About this task:
Find all lines in the records that include the word "winner", and copy them out.

##############################

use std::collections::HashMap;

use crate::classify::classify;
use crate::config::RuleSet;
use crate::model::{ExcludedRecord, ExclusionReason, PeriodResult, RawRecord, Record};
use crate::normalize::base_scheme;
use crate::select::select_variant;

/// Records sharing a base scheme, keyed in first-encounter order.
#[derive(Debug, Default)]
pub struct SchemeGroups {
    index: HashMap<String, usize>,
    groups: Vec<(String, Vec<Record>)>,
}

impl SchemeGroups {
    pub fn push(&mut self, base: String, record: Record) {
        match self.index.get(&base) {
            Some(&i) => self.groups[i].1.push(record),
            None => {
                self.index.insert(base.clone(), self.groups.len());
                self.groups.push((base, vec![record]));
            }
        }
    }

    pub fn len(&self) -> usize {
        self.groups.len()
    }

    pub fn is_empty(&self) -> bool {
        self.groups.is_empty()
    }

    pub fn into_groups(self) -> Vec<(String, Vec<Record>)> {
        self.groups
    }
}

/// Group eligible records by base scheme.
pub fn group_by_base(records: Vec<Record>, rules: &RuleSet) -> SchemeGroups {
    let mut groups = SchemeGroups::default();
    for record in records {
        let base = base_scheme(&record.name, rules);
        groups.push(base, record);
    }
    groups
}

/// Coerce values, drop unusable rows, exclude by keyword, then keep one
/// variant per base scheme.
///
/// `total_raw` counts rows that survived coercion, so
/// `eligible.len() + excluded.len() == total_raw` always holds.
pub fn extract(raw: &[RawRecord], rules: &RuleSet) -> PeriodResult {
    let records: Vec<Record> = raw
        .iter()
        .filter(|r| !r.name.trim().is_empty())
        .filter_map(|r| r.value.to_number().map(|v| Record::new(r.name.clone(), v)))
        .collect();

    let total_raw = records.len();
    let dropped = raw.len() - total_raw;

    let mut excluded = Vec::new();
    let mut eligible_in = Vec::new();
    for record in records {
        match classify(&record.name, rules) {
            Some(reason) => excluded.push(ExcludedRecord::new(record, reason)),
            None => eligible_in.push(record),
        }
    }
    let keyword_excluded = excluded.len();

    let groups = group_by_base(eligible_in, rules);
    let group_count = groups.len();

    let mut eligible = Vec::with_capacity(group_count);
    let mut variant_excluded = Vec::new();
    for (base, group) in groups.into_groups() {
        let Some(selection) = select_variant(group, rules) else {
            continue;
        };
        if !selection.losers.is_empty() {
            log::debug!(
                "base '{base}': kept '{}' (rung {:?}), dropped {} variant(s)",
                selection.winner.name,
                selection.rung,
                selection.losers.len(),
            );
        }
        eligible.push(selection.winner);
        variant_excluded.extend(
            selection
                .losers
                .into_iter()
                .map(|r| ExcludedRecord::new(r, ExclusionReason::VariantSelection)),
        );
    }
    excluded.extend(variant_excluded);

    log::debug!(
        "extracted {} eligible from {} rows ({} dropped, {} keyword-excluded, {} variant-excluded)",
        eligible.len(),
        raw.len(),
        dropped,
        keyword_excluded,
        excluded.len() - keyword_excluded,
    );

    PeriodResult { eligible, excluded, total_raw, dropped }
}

##############################

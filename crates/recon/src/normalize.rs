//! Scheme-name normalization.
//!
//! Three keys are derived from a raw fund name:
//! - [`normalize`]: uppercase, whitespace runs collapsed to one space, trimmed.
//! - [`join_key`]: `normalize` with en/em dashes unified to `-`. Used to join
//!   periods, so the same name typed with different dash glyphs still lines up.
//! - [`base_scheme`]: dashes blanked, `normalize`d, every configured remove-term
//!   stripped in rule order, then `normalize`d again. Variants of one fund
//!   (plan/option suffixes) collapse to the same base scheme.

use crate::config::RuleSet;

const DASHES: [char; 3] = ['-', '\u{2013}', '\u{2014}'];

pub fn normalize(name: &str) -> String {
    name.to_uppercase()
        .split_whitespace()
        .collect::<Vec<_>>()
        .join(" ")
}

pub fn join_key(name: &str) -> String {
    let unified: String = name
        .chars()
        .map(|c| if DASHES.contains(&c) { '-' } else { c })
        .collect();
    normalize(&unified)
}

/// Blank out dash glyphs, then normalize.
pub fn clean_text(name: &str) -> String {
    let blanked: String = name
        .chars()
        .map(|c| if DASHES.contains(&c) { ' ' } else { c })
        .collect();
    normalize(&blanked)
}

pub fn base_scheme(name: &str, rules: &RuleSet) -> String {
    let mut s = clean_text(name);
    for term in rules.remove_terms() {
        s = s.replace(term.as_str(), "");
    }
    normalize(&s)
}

##############################

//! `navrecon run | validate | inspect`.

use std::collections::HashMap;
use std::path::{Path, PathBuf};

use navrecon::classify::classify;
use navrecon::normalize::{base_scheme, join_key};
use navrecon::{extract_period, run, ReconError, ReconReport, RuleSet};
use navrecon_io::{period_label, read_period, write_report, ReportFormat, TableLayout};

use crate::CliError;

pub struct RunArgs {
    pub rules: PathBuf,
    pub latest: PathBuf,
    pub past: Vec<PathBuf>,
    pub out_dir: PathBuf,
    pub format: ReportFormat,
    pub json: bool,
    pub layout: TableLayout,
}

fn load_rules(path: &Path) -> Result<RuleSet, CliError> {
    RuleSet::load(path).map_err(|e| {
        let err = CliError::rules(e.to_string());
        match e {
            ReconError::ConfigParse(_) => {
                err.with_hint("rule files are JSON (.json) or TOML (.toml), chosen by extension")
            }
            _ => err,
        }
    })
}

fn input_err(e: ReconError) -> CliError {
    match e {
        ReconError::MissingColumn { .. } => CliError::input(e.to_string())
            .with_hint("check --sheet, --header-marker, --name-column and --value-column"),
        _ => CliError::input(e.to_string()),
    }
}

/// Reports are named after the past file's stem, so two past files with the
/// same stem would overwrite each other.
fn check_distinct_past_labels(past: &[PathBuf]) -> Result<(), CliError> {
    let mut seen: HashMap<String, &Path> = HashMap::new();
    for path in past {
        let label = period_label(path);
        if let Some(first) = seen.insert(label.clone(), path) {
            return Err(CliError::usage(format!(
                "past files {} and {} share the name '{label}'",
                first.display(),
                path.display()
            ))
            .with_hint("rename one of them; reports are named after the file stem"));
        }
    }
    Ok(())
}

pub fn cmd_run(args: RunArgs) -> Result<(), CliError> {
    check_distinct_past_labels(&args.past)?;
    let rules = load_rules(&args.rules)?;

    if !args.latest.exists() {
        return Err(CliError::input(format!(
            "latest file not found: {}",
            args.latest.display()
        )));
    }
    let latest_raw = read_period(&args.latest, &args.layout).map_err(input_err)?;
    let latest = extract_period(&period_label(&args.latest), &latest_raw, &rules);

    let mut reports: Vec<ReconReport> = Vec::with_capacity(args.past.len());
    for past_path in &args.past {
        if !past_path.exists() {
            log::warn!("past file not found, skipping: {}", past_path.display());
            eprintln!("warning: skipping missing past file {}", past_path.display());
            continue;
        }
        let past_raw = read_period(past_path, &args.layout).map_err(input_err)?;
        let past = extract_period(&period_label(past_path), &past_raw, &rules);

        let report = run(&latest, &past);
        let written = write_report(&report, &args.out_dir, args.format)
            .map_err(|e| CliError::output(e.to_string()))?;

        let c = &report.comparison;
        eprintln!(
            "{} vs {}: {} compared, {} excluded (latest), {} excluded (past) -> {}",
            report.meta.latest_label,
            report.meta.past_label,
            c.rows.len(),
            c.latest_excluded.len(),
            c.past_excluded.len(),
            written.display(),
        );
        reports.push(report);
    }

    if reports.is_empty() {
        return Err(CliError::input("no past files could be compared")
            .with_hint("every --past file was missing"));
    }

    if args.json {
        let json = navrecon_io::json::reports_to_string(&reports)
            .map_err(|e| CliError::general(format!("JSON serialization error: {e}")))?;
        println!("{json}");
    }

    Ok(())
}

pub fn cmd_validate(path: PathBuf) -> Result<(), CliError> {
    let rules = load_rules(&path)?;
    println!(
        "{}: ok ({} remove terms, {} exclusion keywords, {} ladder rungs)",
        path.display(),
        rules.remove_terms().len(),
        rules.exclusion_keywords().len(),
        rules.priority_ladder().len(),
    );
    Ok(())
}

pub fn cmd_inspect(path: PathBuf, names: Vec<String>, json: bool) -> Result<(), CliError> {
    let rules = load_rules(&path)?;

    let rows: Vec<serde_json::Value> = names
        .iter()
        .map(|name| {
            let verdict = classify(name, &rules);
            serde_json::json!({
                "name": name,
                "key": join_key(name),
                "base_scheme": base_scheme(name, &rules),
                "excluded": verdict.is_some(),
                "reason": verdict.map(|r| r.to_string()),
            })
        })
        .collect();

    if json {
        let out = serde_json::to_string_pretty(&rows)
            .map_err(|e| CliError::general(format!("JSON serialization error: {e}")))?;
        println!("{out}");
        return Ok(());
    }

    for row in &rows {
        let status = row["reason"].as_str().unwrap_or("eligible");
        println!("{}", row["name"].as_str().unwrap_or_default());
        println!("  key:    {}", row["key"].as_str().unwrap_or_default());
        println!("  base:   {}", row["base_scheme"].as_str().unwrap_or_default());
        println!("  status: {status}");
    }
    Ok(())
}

##############################

Completed task:
                selection.winner.name,
        eligible.push(selection.winner);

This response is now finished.